One of the issues Mark discussed was how we can extend agile techniques in ways inspired by community-driven processes. Architecting your tool set and your enterprise for collaboration and communication is essential. Ubuntu's governance is entirely separated from Canonical's, and Mark suspects that might turn out to be a best practice.
Tools must be extensible, and whether they are open source or proprietary they must be usable as components in diverse systems. The ultimate goal is "permissionless" development - new people coming in wanting to do new things need to be able to take the tools and run with them to implement their own ideas. His ideal for Ubuntu is for any developer worldwide to branch the Ubuntu code and publish their version in ways that other people can in turn pick up and run with.
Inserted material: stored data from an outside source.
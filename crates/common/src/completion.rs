use serde::{Deserialize, Serialize};
use std::borrow::Cow;
use std::time::Duration;

/// The 8-bit status a process reports for `exit_code`.
///
/// Codes outside `0..=255` keep their low byte as `exit(3)` would, except
/// that a non-zero code whose low byte is 0 (256, 512, -256, ...) becomes
/// 255 so a simulated failure never reads as success.
pub fn exit_status_byte(exit_code: i32) -> u8 {
    match (exit_code, (exit_code & 0xff) as u8) {
        (0, _) => 0,
        (_, 0) => 255,
        (_, low) => low,
    }
}

/// Synthetic result of a simulated process.
///
/// A non-zero exit code is ordinary data: it is what the mocked command
/// "returned", not an engine failure.
#[derive(Debug, Clone, Default, PartialEq, Eq, Serialize, Deserialize)]
pub struct Completion {
    pub exit_code: i32,
    #[serde(default)]
    pub stdout: Vec<u8>,
    #[serde(default)]
    pub stderr: Vec<u8>,
    /// Simulated wall time reported to callers that measure it.
    #[serde(default)]
    pub elapsed: Duration,
}

impl Completion {
    pub fn new(exit_code: i32) -> Self {
        Self {
            exit_code,
            ..Default::default()
        }
    }

    /// Exit code 0 with the given standard output.
    pub fn success(stdout: impl Into<Vec<u8>>) -> Self {
        Self::new(0).with_stdout(stdout)
    }

    /// Non-zero exit with the given standard error.
    pub fn failure(exit_code: i32, stderr: impl Into<Vec<u8>>) -> Self {
        Self::new(exit_code).with_stderr(stderr)
    }

    pub fn with_stdout(mut self, stdout: impl Into<Vec<u8>>) -> Self {
        self.stdout = stdout.into();
        self
    }

    pub fn with_stderr(mut self, stderr: impl Into<Vec<u8>>) -> Self {
        self.stderr = stderr.into();
        self
    }

    pub fn with_elapsed(mut self, elapsed: Duration) -> Self {
        self.elapsed = elapsed;
        self
    }

    pub fn is_success(&self) -> bool {
        self.exit_code == 0
    }

    pub fn stdout_text(&self) -> Cow<'_, str> {
        String::from_utf8_lossy(&self.stdout)
    }

    pub fn stderr_text(&self) -> Cow<'_, str> {
        String::from_utf8_lossy(&self.stderr)
    }

    /// Convert into the same shape a spawned process would produce.
    #[cfg(unix)]
    pub fn into_output(self) -> std::process::Output {
        use std::os::unix::process::ExitStatusExt;

        // wait(2) status encoding: exit code lives in the second byte
        let code = i32::from(exit_status_byte(self.exit_code));
        let status = std::process::ExitStatus::from_raw(code << 8);
        std::process::Output {
            status,
            stdout: self.stdout,
            stderr: self.stderr,
        }
    }
}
Another best practice Mark has identified is time-based releases, which lend a rhythm to the development process and allow developers to keep track of what's happening in the trunk, which should be releasable at any time. More and more projects are thinking about synchronizing their releases. Imagine if a multitude of Linux distributions could collaborate to release at the same time, providing a "development cadence", encouraging individual tool developers to finalize their own releases for incorporation into a multitude of distributions.
Mark sees todays open source development world as struggling to provide free software, but the questions is how will the economic models support this? Free software is easy to love: it costs nothing to acquire. But who will fund the development of the free software? This will require innovations in economics that will, with a historical perspective, possibly be one of the more significant changes in these turbulent times. Having three almost-monopolies each controlling their own distribution would be counter-productive, and advertising on the desktop is offensive.
At Canonical they are hiring people to work on the desktop to build tools that benefit the providers of services. This will fundamentally change the world.
The challenge of the next two years is to lift the Linux desktop to a level where it is effectively art! How do Linux distributions not emulate Apple, but blow right past them. Jamie Zawinski says we should be aiming to build software tools that help their users get laid! The only doubts Mark had about that as a goal were related to Jamie's stated goal of making software that his mother could use ...
The Web 2.0 explosion has taught us that to survive in the web world a software product needs to be instantly attractive, and deliver functionality immediately in a profoundly usable way. Canonical have been investing in the process and the technology, and they are now trying to
realize the dream that Mark so elegantly elucidated in his presentation.